Notícias

  • Set

    12

    2019

ACE Caçapava alerta sobre o Golpe da Lista Telefônica

Em busca de sempre informar seus associados, a ACE Caçapava, por meio de seu Apoio Jurídico, adverte aos associados que uma prática comercial antiga e de extrema má-fé está sendo aplicada em empresas, sendo chamada popularmente de “GOLPE DA LISTA TELEFÔNICA”.

Acomete pessoas jurídicas, sendo que os seus representantes ligam às vítimas e se identificam por oferecerem serviço de inclusão ou renovação de inclusão em lista telefônica, catálogo e em lista virtual. Para tanto, induzem a contratação do serviço, sob a justificativa de que, se não for realizada a inclusão ou a renovação, a empresa não constará em listas e catálogos, bem como em eventuais ferramentas virtuais de pesquisa, como o Google. Ainda, afirmam se tratar de serviço sem custo adicional, já incluso na mensalidade do plano telefônico.

Após a oferta, enviam um contrato por fax, e-mail ou por aplicativo de mensagem, contendo partes em letras minúsculas e de complicada leitura, dificultando a compreensão pelo consumidor, que deve assinar, carimbar e devolver o contrato digitalizado. Todavia, apesar de afirmado se tratar de serviço sem custo, o contrato firmado contempla, de maneira expressa, a prestação de serviço mediante pagamento, com divulgação e figuração da contratante por prazos que variam de 12 a 72 meses.

De acordo com o Dr. Rodrigo Barros, o que se verifica é que, após a contratação, os boletos para pagamento pela prestação do serviço não são enviados. Assim, finda-se o prazo legal de 07 dias para arrependimento sem ônus, previsto no CDC, possibilitando que os representantes da empresa passem a ligar e/ou a encaminhar mensagens ou e-mails de cobrança.

Nas abordagens, afirmam que, não havendo o pagamento, a empresa contratante será protestada e os dados encaminhados para o banco de dados de inadimplentes dos serviços de proteção ao crédito. Ainda, que acaso faça opção pelo cancelamento do contrato, exigem o pagamento de multa correspondente a 40% ou 60% sobre o valor total.

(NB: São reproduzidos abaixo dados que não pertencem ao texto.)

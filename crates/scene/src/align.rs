//! Bounding-box alignment: dependents sit anchor-relative, never
//! world-absolute.

use crate::asset::{Node, SceneAsset};
use engine_core::Aabb;
use glam::{Mat4, Vec3};

/// Result of an alignment attempt. `Skipped` means a degenerate box
/// was involved; the caller retries on the next relevant update.
#[derive(Debug, Clone, Copy, PartialEq, Eq)]
pub enum AlignmentOutcome {
    Aligned,
    Skipped,
}

/// World-space bounds of an asset: hierarchy walk with accumulated
/// matrices over every mesh position. Degenerate for mesh-less assets.
pub fn world_bounds(asset: &SceneAsset) -> Aabb {
    let mut aabb = Aabb::EMPTY;
    grow_node(&asset.root, Mat4::IDENTITY, &mut aabb);
    aabb
}

fn grow_node(node: &Node, parent: Mat4, aabb: &mut Aabb) {
    let matrix = parent * node.transform.to_matrix();
    if let Some(mesh) = &node.mesh {
        for prim in &mesh.primitives {
            for &p in &prim.positions {
                aabb.grow(matrix.transform_point3(p));
            }
        }
    }
    for child in &node.children {
        grow_node(child, matrix, aabb);
    }
}

/// Normalize the anchor so it stands on the ground plane: bounds
/// XZ-centered at the origin and `min.y == 0`. Dependents are aligned
/// against the normalized anchor afterwards.
pub fn normalize_anchor(anchor: &mut SceneAsset) -> AlignmentOutcome {
    let bounds = world_bounds(anchor);
    if bounds.is_degenerate() {
        return AlignmentOutcome::Skipped;
    }
    let center = bounds.center();
    anchor
        .root
        .transform
        .translate(Vec3::new(-center.x, -bounds.min.y, -center.z));
    AlignmentOutcome::Aligned
}

/// Translate `dependent` so its bounds XZ-center matches the anchor's
/// and its `min.y` sits at `anchor.min.y + lift`. Lift 0 is
/// flush-to-ground; lighting rigs pass their configured clearance.
pub fn align_dependent(
    anchor_bounds: &Aabb,
    dependent: &mut SceneAsset,
    lift: f32,
) -> AlignmentOutcome {
    if anchor_bounds.is_degenerate() {
        return AlignmentOutcome::Skipped;
    }
    let dep_bounds = world_bounds(dependent);
    if dep_bounds.is_degenerate() {
        return AlignmentOutcome::Skipped;
    }

    let anchor_center = anchor_bounds.center();
    let dep_center = dep_bounds.center();
    let delta = Vec3::new(
        anchor_center.x - dep_center.x,
        anchor_bounds.min.y - dep_bounds.min.y + lift,
        anchor_center.z - dep_center.z,
    );
    dependent.root.transform.translate(delta);
    AlignmentOutcome::Aligned
}
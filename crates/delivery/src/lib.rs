//! Lead delivery for CourtViz: the client-side submission pipeline and
//! the relay that gates and forwards leads to the sales channel.

pub mod error;
pub mod lead;
pub mod pipeline;
pub mod relay;
pub mod relay_client;

pub use error::DeliveryError;
pub use lead::{validate_contact, ConfigSnapshot, Contact, LeadPayload, Selection};
pub use pipeline::{DegradeReason, LeadPipeline, SubmissionOutcome};
pub use relay_client::{HttpRelay, RelayAck, RelayTransport};

/// Images above this size are never attached or forwarded; the lead
/// goes out as text only. Enforced on both sides of the relay.
pub const IMAGE_BYTE_CEILING: usize = 8 * 1024 * 1024;
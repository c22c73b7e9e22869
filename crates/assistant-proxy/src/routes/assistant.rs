use crate::configuration::MissingContentPolicy;
use crate::error::AssistantError;
use crate::state::AppState;
use axum::{
    body::Bytes,
    extract::State,
    http::{header, HeaderMap},
    routing::post,
    Json, Router,
};
use serde::{Deserialize, Serialize};
use serde_json::{Map, Value};

const SONG_POPULARITY_TOPIC: &str = "song popularity";

/// A single conversation turn. Kept as a raw JSON object so unknown keys pass through.
pub type Message = Map<String, Value>;

#[derive(Debug, Deserialize)]
struct AssistantRequest {
    messages: Vec<Message>,
}

#[derive(Debug, Serialize, Deserialize)]
struct AssistantResponse {
    ok: bool,
    message: ReplyMessage,
}

#[derive(Debug, Serialize, Deserialize)]
struct ReplyMessage {
    role: String,
    content: String,
}

/// The canned replies the mock assistant can give
#[derive(Debug, Clone, Copy, PartialEq, Eq)]
pub enum Reply {
    SongPopularity,
    Greeting,
}

impl Reply {
    /// Pick a reply for the given message text.
    pub fn select(content: &str) -> Self {
        if content.to_lowercase().contains(SONG_POPULARITY_TOPIC) {
            Reply::SongPopularity
        } else {
            Reply::Greeting
        }
    }

    pub fn text(self) -> &'static str {
        match self {
            Reply::SongPopularity => {
                "The Song Popularity pipeline uses features + gradient models + the HTTP framework."
            }
            Reply::Greeting => "Hello from the mock assistant service.",
        }
    }
}

/// Text of the last message, or "" for an empty conversation.
fn last_content(
    messages: &[Message],
    policy: MissingContentPolicy,
) -> Result<&str, AssistantError> {
    let Some(last) = messages.last() else {
        return Ok("");
    };

    match (last.get("content").and_then(Value::as_str), policy) {
        (Some(content), _) => Ok(content),
        (None, MissingContentPolicy::Empty) => Ok(""),
        (None, MissingContentPolicy::Reject) => Err(AssistantError::MissingContent),
    }
}

/// Decode the request body as JSON. A missing `Content-Type` is read as JSON too.
fn parse_request(headers: &HeaderMap, body: &[u8]) -> Result<AssistantRequest, AssistantError> {
    if let Some(value) = headers.get(header::CONTENT_TYPE) {
        let content_type = value.to_str().unwrap_or_default();
        let mime = content_type
            .split(';')
            .next()
            .unwrap_or_default()
            .trim()
            .to_ascii_lowercase();

        let is_json = mime == "application/json"
            || (mime.starts_with("application/") && mime.ends_with("+json"));
        if !is_json {
            return Err(AssistantError::UnsupportedContentType(
                content_type.to_string(),
            ));
        }
    }

    Ok(serde_json::from_slice(body)?)
}

async fn handler(
    State(state): State<AppState>,
    headers: HeaderMap,
    body: Bytes,
) -> Result<Json<AssistantResponse>, AssistantError> {
    let request = parse_request(&headers, &body)?;

    let content = last_content(&request.messages, state.missing_content)?;
    let reply = Reply::select(content);
    tracing::debug!(
        messages = request.messages.len(),
        ?reply,
        "selected assistant reply"
    );

    Ok(Json(AssistantResponse {
        ok: true,
        message: ReplyMessage {
            role: "assistant".to_string(),
            content: reply.text().to_string(),
        },
    }))
}

pub fn routes(state: AppState) -> Router {
    Router::new()
        .route("/api/assistant", post(handler))
        .with_state(state)
}
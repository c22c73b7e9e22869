use axum::{
    http::StatusCode,
    response::{IntoResponse, Response},
    Json,
};
use serde::{Deserialize, Serialize};
use serde_json::error::Category;
use thiserror::Error;

#[derive(Error, Debug)]
pub enum ConfigError {
    #[error("Invalid server address `{address}`: {source}")]
    InvalidAddress {
        address: String,
        source: std::net::AddrParseError,
    },

    #[error("Configuration error: {0}")]
    Other(#[from] config::ConfigError),
}

/// Errors returned to the client by the assistant endpoint
#[derive(Error, Debug)]
pub enum AssistantError {
    #[error("Invalid request body: {0}")]
    InvalidRequest(#[from] serde_json::Error),

    #[error("Unsupported content type `{0}`, expected application/json")]
    UnsupportedContentType(String),

    #[error("Last message has no text `content` field")]
    MissingContent,
}

impl AssistantError {
    pub fn status(&self) -> StatusCode {
        match self {
            AssistantError::InvalidRequest(err) => match err.classify() {
                Category::Data => StatusCode::UNPROCESSABLE_ENTITY,
                Category::Syntax | Category::Eof | Category::Io => StatusCode::BAD_REQUEST,
            },
            AssistantError::UnsupportedContentType(_) => StatusCode::UNSUPPORTED_MEDIA_TYPE,
            // The request was well formed; the reply could not be produced from it.
            AssistantError::MissingContent => StatusCode::INTERNAL_SERVER_ERROR,
        }
    }

    fn kind(&self) -> &'static str {
        match self {
            AssistantError::InvalidRequest(_) | AssistantError::UnsupportedContentType(_) => {
                "invalid_request"
            }
            AssistantError::MissingContent => "missing_content",
        }
    }
}

#[derive(Debug, Serialize, Deserialize)]
pub struct ErrorResponse {
    pub ok: bool,
    pub error: String,
    pub message: String,
}

impl IntoResponse for AssistantError {
    fn into_response(self) -> Response {
        let status = self.status();
        let kind = self.kind();

        tracing::warn!(%status, kind, "rejecting assistant request: {}", self);

        let body = Json(ErrorResponse {
            ok: false,
            error: kind.to_string(),
            message: self.to_string(),
        });
        (status, body).into_response()
    }
}
use crate::configuration::MissingContentPolicy;

/// Shared application state
#[derive(Debug, Clone, Default)]
pub struct AppState {
    pub missing_content: MissingContentPolicy,
}
mod configuration;
mod error;
mod routes;
mod state;

use configuration::Settings;
use state::AppState;
use tower_http::cors::{Any, CorsLayer};
use tracing::info;
use tracing_subscriber::EnvFilter;

#[tokio::main]
async fn main() -> anyhow::Result<()> {
    // Initialize tracing for logging
    tracing_subscriber::fmt()
        .with_env_filter(
            EnvFilter::try_from_default_env().unwrap_or_else(|_| EnvFilter::new("info")),
        )
        .init();

    let settings = Settings::new()?;
    let addr = settings.server.socket_addr()?;

    let state = AppState {
        missing_content: settings.assistant.missing_content,
    };

    // Create router with CORS support
    let cors = CorsLayer::new()
        .allow_origin(Any)
        .allow_methods(Any)
        .allow_headers(Any);

    let app = routes::configure(state).layer(cors);

    let listener = tokio::net::TcpListener::bind(addr).await?;
    info!(
        missing_content = ?settings.assistant.missing_content,
        "listening on {}",
        listener.local_addr()?
    );

    axum::serve(listener, app)
        .with_graceful_shutdown(shutdown_signal())
        .await?;

    info!("server stopped");
    Ok(())
}

async fn shutdown_signal() {
    if let Err(e) = tokio::signal::ctrl_c().await {
        tracing::error!("failed to listen for shutdown signal: {}", e);
        std::future::pending::<()>().await;
    }
    info!("shutdown signal received");
}
// Export route modules
pub mod assistant;
pub mod status;

use crate::state::AppState;
use axum::Router;

// Function to configure all routes
pub fn configure(state: AppState) -> Router {
    Router::new()
        .merge(status::routes())
        .merge(assistant::routes(state))
}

Dr. Rodrigo Barros alerta que todos fiquem atentos à oferta desse serviço. Se a receberem, que não assinem o contrato sem uma leitura detalhada e que, assinando e desejando, dentro do prazo legal de 07 dias, contado do ato, é possível o cancelamento sem ônus à empresa consumidora.

Havendo recusa para o cancelamento sem ônus do contrato, dentro do prazo legal, ou qualquer outra violação às normas consumeristas, registre a reclamação na Fundação PROCON do Governo do estado de São Paulo, por meio de seu canal eletrônico https://consumidor.procon.sp.gov.br.

Enfim, a conduta perpetrada pelas empresas deste segmento, desde o início da suposta contratação, foge por completo à boa e honesta prática comercial que deve presidir qualquer relação contratual, bem como, a transparência e clareza exigidas pelo Código de Defesa do Consumidor, afastando a idoneidade da cobrança; que deverá ser rechaçada!

Por

RODRIGO RONCONI DOS SANTOS ABRAHÃO DE BARROS, especialista em Direito do Estado, Direito do Consumidor e do Trabalho, advogado empresarial na Região Metropolitana do Vale do Paraíba e ex-Coordenador do PROCON.